Lecture 3: Policy integration revisited by Jeroen Candel

Many of today’s most pressing societal challenges including terrorism, food security, climate change, involuntary migration, or underemployment are crosscutting the boundaries of established jurisdictions, governance levels, and policy domains. While it is recognized that these problems require some level of policy integration, severe integration challenges to policymakers and their institutional surroundings continue to exist. Moreover, from a scholarly perspective, the question of how to conceptualize and assess policy (dis)integration has, for a long time, remained remarkably under-theorized. In his lecture, dr. Jeroen Candel will give an overview of recent advances in policy integration and coordination scholarship, e.g., discussing: i) the pros and cons of various existing frameworks, ii) the merits of mechanism-based approaches for explaining shifts of policy integration over time, iii) normative questions of when pursuing policy integration is opportune. He will illustrate these themes using various examples from his research on food (security) and agricultural policy.

 

Lecture 4: Horizontal and Vertical Integration for Implementing the Sustainable Development Goals by Jale Tosun

The Sustainable Development Goals (SDGs) adopted in 2015 represent an attempt to foster a coordinated policy approach by the individual countries around the world towards sustainability.
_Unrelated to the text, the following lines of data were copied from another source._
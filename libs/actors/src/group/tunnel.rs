//! Group Tunnel
//!
//! Local proxy for a group hosted on another node. A tunnel starts out
//! unconnected and buffers publishes until it is handed an intermediary, the
//! remote actor that relays traffic for the group. From then on publishes go
//! straight upstream and messages coming back are fanned out to local
//! subscribers.
//!
//! ## States
//!
//! - **Unconnected**: publishes are queued, up to `max_pending`
//! - **Connected**: publishes are forwarded to the intermediary
//! - **Stopped**: terminal; every operation fails
//!
//! A tunnel never reconnects on its own. When the intermediary's mailbox
//! closes the tunnel stops and the owning module replaces it on the next
//! lookup.

use crate::actor::{ActorId, ActorRef};
use crate::error::{GroupError, Result};
use crate::messages::GroupMessage;
use bytes::Bytes;
use network::NodeId;
use parking_lot::Mutex;
use std::collections::{HashMap, VecDeque};
use std::fmt;
use tracing::{debug, warn};

/// Connection state of a tunnel
#[derive(Debug, Clone, Copy, PartialEq, Eq)]
pub enum TunnelState {
    Unconnected,
    Connected,
    Stopped,
}

enum Link {
    Unconnected { pending: VecDeque<GroupMessage> },
    Connected { intermediary: ActorRef },
    Stopped,
}

impl Link {
    fn state(&self) -> TunnelState {
        match self {
            Link::Unconnected { .. } => TunnelState::Unconnected,
            Link::Connected { .. } => TunnelState::Connected,
            Link::Stopped => TunnelState::Stopped,
        }
    }
}

struct Inner {
    link: Link,
    subscribers: HashMap<ActorId, ActorRef>,
    /// Queued publishes that never reached an intermediary
    discarded: usize,
}

impl Inner {
    /// Send upstream; a closed intermediary stops the tunnel
    fn send_upstream(&mut self, message: GroupMessage) -> std::result::Result<(), ()> {
        let Link::Connected { intermediary } = &self.link else {
            return Err(());
        };
        if intermediary.send(message).is_err() {
            self.link = Link::Stopped;
            self.subscribers.clear();
            return Err(());
        }
        Ok(())
    }
}

/// Proxy for one (origin node, group) pair
pub struct GroupTunnel {
    origin: NodeId,
    identifier: String,
    max_pending: usize,
    inner: Mutex<Inner>,
}

impl GroupTunnel {
    /// Create an unconnected tunnel
    pub fn new(origin: NodeId, identifier: impl Into<String>, max_pending: usize) -> Self {
        Self {
            origin,
            identifier: identifier.into(),
            max_pending,
            inner: Mutex::new(Inner {
                link: Link::Unconnected {
                    pending: VecDeque::new(),
                },
                subscribers: HashMap::new(),
                discarded: 0,
            }),
        }
    }

    /// Create a tunnel that is already connected to `intermediary`
    pub fn connected(intermediary: ActorRef, identifier: impl Into<String>, max_pending: usize) -> Self {
        let tunnel = Self::new(intermediary.node().clone(), identifier, max_pending);
        tunnel.connect(intermediary);
        tunnel
    }

    pub fn origin(&self) -> &NodeId {
        &self.origin
    }

    /// Group name on the origin node
    pub fn identifier(&self) -> &str {
        &self.identifier
    }

    pub fn max_pending(&self) -> usize {
        self.max_pending
    }

    pub fn state(&self) -> TunnelState {
        self.inner.lock().link.state()
    }

    pub fn is_connected(&self) -> bool {
        self.state() == TunnelState::Connected
    }

    pub fn is_stopped(&self) -> bool {
        self.state() == TunnelState::Stopped
    }

    /// Publishes waiting for the connection
    pub fn pending_len(&self) -> usize {
        match &self.inner.lock().link {
            Link::Unconnected { pending } => pending.len(),
            _ => 0,
        }
    }

    /// Queued publishes dropped because the tunnel stopped before they were
    /// delivered upstream
    pub fn discarded(&self) -> usize {
        self.inner.lock().discarded
    }

    pub fn subscriber_count(&self) -> usize {
        self.inner.lock().subscribers.len()
    }

    pub fn intermediary(&self) -> Option<ActorRef> {
        match &self.inner.lock().link {
            Link::Connected { intermediary } => Some(intermediary.clone()),
            _ => None,
        }
    }

    /// Transition to connected.
    ///
    /// Queued publishes are flushed in arrival order, followed by a `Join` if
    /// local subscribers are waiting. Returns false if the tunnel was already
    /// connected or stopped; the intermediary is ignored in that case.
    pub fn connect(&self, intermediary: ActorRef) -> bool {
        let mut inner = self.inner.lock();
        let pending = match std::mem::replace(&mut inner.link, Link::Stopped) {
            Link::Unconnected { pending } => pending,
            other => {
                inner.link = other;
                return false;
            }
        };

        debug!(
            origin = %self.origin,
            group = %self.identifier,
            intermediary = %intermediary,
            flushed = pending.len(),
            "Group tunnel connected"
        );
        inner.link = Link::Connected { intermediary };

        let queued = pending.len();
        for (sent, message) in pending.into_iter().enumerate() {
            if inner.send_upstream(message).is_err() {
                let discarded = queued - sent;
                inner.discarded += discarded;
                warn!(
                    origin = %self.origin,
                    group = %self.identifier,
                    discarded,
                    "Intermediary closed while flushing queued messages, remainder discarded"
                );
                return true;
            }
        }

        if !inner.subscribers.is_empty() {
            let join = GroupMessage::Join {
                group: self.identifier.clone(),
            };
            if inner.send_upstream(join).is_err() {
                warn!(origin = %self.origin, group = %self.identifier, "Intermediary closed before join");
            }
        }
        true
    }

    /// Publish `payload` to the remote group
    pub fn publish(&self, payload: Bytes, sender: Option<ActorId>) -> Result<()> {
        let message = GroupMessage::publish(&self.identifier, sender, payload);
        let mut inner = self.inner.lock();
        if let Link::Unconnected { pending } = &mut inner.link {
            if pending.len() >= self.max_pending {
                return Err(GroupError::QueueFull {
                    group: self.identifier.clone(),
                    limit: self.max_pending,
                });
            }
            pending.push_back(message);
            return Ok(());
        }
        if matches!(inner.link, Link::Stopped) {
            return Err(self.stopped_error());
        }
        inner.send_upstream(message).map_err(|()| self.unreachable())
    }

    /// Add a local subscriber. Returns false if it was already subscribed.
    pub fn subscribe(&self, actor: ActorRef) -> Result<bool> {
        let mut inner = self.inner.lock();
        if matches!(inner.link, Link::Stopped) {
            return Err(self.stopped_error());
        }

        let first = inner.subscribers.is_empty();
        if inner.subscribers.insert(actor.id(), actor).is_some() {
            return Ok(false);
        }

        if first && matches!(inner.link, Link::Connected { .. }) {
            let join = GroupMessage::Join {
                group: self.identifier.clone(),
            };
            inner.send_upstream(join).map_err(|()| self.unreachable())?;
        }
        Ok(true)
    }

    /// Remove a local subscriber. The last one leaving sends `Leave` upstream.
    pub fn unsubscribe(&self, actor: ActorId) -> bool {
        let mut inner = self.inner.lock();
        if inner.subscribers.remove(&actor).is_none() {
            return false;
        }
        if inner.subscribers.is_empty() && matches!(inner.link, Link::Connected { .. }) {
            let leave = GroupMessage::Leave {
                group: self.identifier.clone(),
            };
            let _ = inner.send_upstream(leave);
        }
        true
    }

    /// Fan a message from the intermediary out to local subscribers.
    ///
    /// Subscribers whose mailbox has closed are pruned. Returns the number of
    /// subscribers that received the message.
    pub fn deliver(&self, message: &GroupMessage) -> usize {
        let mut inner = self.inner.lock();
        if matches!(inner.link, Link::Stopped) {
            return 0;
        }

        let mut delivered = 0;
        inner.subscribers.retain(|_, subscriber| {
            let alive = subscriber.send(message.clone()).is_ok();
            delivered += alive as usize;
            alive
        });
        delivered
    }

    /// Stop the tunnel.
    ///
    /// Queued publishes are discarded and their count returned. A connected
    /// tunnel with subscribers sends a best-effort `Leave`. Idempotent.
    pub fn stop(&self) -> usize {
        let mut inner = self.inner.lock();
        let discarded = match std::mem::replace(&mut inner.link, Link::Stopped) {
            Link::Unconnected { pending } => pending.len(),
            Link::Connected { intermediary } => {
                if !inner.subscribers.is_empty() {
                    let _ = intermediary.send(GroupMessage::Leave {
                        group: self.identifier.clone(),
                    });
                }
                0
            }
            Link::Stopped => return 0,
        };
        inner.subscribers.clear();
        inner.discarded += discarded;

        if discarded > 0 {
            warn!(
                origin = %self.origin,
                group = %self.identifier,
                discarded,
                "Group tunnel stopped before connecting, queued messages discarded"
            );
        } else {
            debug!(origin = %self.origin, group = %self.identifier, "Group tunnel stopped");
        }
        discarded
    }

    fn stopped_error(&self) -> GroupError {
        GroupError::TunnelStopped {
            node: self.origin.clone(),
            group: self.identifier.clone(),
        }
    }

    fn unreachable(&self) -> GroupError {
        warn!(origin = %self.origin, group = %self.identifier, "Intermediary unreachable, tunnel stopped");
        GroupError::IntermediaryUnreachable {
            node: self.origin.clone(),
            group: self.identifier.clone(),
        }
    }
}

impl fmt::Debug for GroupTunnel {
    fn fmt(&self, f: &mut fmt::Formatter<'_>) -> fmt::Result {
        f.debug_struct("GroupTunnel")
            .field("origin", &self.origin)
            .field("identifier", &self.identifier)
            .field("state", &self.state())
            .finish()
    }
}
//! Transport Error Types
//!
//! Error handling for per-peer session dispatch: protocol violations,
//! unresolvable peers, session failures and payload serialization.

use serde::{Deserialize, Serialize};
use std::fmt;
use thiserror::Error;

/// Main transport error type
#[derive(Error, Debug)]
pub enum TransportError {
    /// Protocol and routing errors
    #[error("Protocol error: {message}")]
    Protocol { message: String },

    /// A peer or path could not be mapped to a session
    #[error("Resolution error: {message} (peer: {peer:?})")]
    Resolution {
        message: String,
        peer: Option<String>,
    },

    /// A session rejected an operation
    #[error("Session error for {peer}: {message}")]
    Session { peer: String, message: String },

    /// Payload encoding errors
    #[error("Serialization error: {message}")]
    Serialization {
        message: String,
        source: Option<Box<dyn std::error::Error + Send + Sync>>,
    },

    /// Configuration errors
    #[error("Configuration error: {message}")]
    Configuration {
        message: String,
        field: Option<String>,
    },
}

/// Result type alias for transport operations
pub type Result<T> = std::result::Result<T, TransportError>;

impl TransportError {
    /// Create a protocol error
    pub fn protocol(message: impl Into<String>) -> Self {
        Self::Protocol {
            message: message.into(),
        }
    }

    /// Create a resolution error, optionally naming the peer
    pub fn resolution(message: impl Into<String>, peer: Option<&dyn fmt::Debug>) -> Self {
        Self::Resolution {
            message: message.into(),
            peer: peer.map(|p| format!("{:?}", p)),
        }
    }

    /// Create a session error
    pub fn session(peer: &dyn fmt::Debug, message: impl Into<String>) -> Self {
        Self::Session {
            peer: format!("{:?}", peer),
            message: message.into(),
        }
    }

    /// Create a configuration error
    pub fn configuration(message: impl Into<String>, field: Option<&str>) -> Self {
        Self::Configuration {
            message: message.into(),
            field: field.map(|s| s.to_string()),
        }
    }

    /// Get error category for logging
    pub fn category(&self) -> &'static str {
        match self {
            TransportError::Protocol { .. } => "protocol",
            TransportError::Resolution { .. } => "resolution",
            TransportError::Session { .. } => "session",
            TransportError::Serialization { .. } => "serialization",
            TransportError::Configuration { .. } => "configuration",
        }
    }
}

// Custom Clone implementation since Box<dyn Error> doesn't implement Clone
impl Clone for TransportError {
    fn clone(&self) -> Self {
        match self {
            TransportError::Protocol { message } => TransportError::Protocol {
                message: message.clone(),
            },
            TransportError::Resolution { message, peer } => TransportError::Resolution {
                message: message.clone(),
                peer: peer.clone(),
            },
            TransportError::Session { peer, message } => TransportError::Session {
                peer: peer.clone(),
                message: message.clone(),
            },
            TransportError::Serialization { message, .. } => TransportError::Serialization {
                message: message.clone(),
                source: None,
            },
            TransportError::Configuration { message, field } => TransportError::Configuration {
                message: message.clone(),
                field: field.clone(),
            },
        }
    }
}

/// Convert bincode errors to transport errors
impl From<bincode::Error> for TransportError {
    fn from(error: bincode::Error) -> Self {
        TransportError::Serialization {
            message: "Binary serialization failed".to_string(),
            source: Some(Box::new(error)),
        }
    }
}

/// System error codes broadcast to every session of a transport
#[derive(Debug, Clone, Copy, PartialEq, Eq, Hash, Serialize, Deserialize)]
pub enum Sec {
    /// The remote side closed the socket
    SocketDisconnected,
    /// A read or write on the socket failed
    SocketOperationFailed,
    /// Incoming bytes did not form a valid message
    MalformedMessage,
    /// A message arrived that the protocol state did not expect
    UnexpectedMessage,
    /// A connection attempt or handshake timed out
    ConnectionTimeout,
    /// The transport shuts down
    Shutdown,
    /// Anything else
    RuntimeError,
}

impl Sec {
    /// Whether the physical connection is unusable after this error
    pub fn is_fatal_for_transport(&self) -> bool {
        matches!(
            self,
            Sec::SocketDisconnected | Sec::SocketOperationFailed | Sec::Shutdown
        )
    }
}

impl fmt::Display for Sec {
    fn fmt(&self, f: &mut fmt::Formatter<'_>) -> fmt::Result {
        let text = match self {
            Sec::SocketDisconnected => "socket_disconnected",
            Sec::SocketOperationFailed => "socket_operation_failed",
            Sec::MalformedMessage => "malformed_message",
            Sec::UnexpectedMessage => "unexpected_message",
            Sec::ConnectionTimeout => "connection_timeout",
            Sec::Shutdown => "shutdown",
            Sec::RuntimeError => "runtime_error",
        };
        f.write_str(text)
    }
}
The SDGs comprise 17 goals and associated targets and indicators that are meant to be implemented during the 15 years starting in January 2016. In this course, we are interested in the strategies adopted by the policymakers at the national and local level for putting the SDGs into place. To this end, we proceed in three steps. First, we will familiarize ourselves with the concept of horizontal and vertical policy integration. Second, we examine how national governments have reacted to the SDGs and what institutional arrangements they propose for delivering them. Third, we investigate approaches adopted by the local-level governments for implementing the SDGs. The latter perspective will provide a valuable complement to the analysis of the national level since local governments have gathered experienced in implementing the Local Agenda 21. We will discuss various measurements of the attempts to implement the SDGs as well as brainstorm on ways how we can evaluate the corresponding policy achievements. Students interested in this course should enjoy reflecting on measurement concepts and data analysis.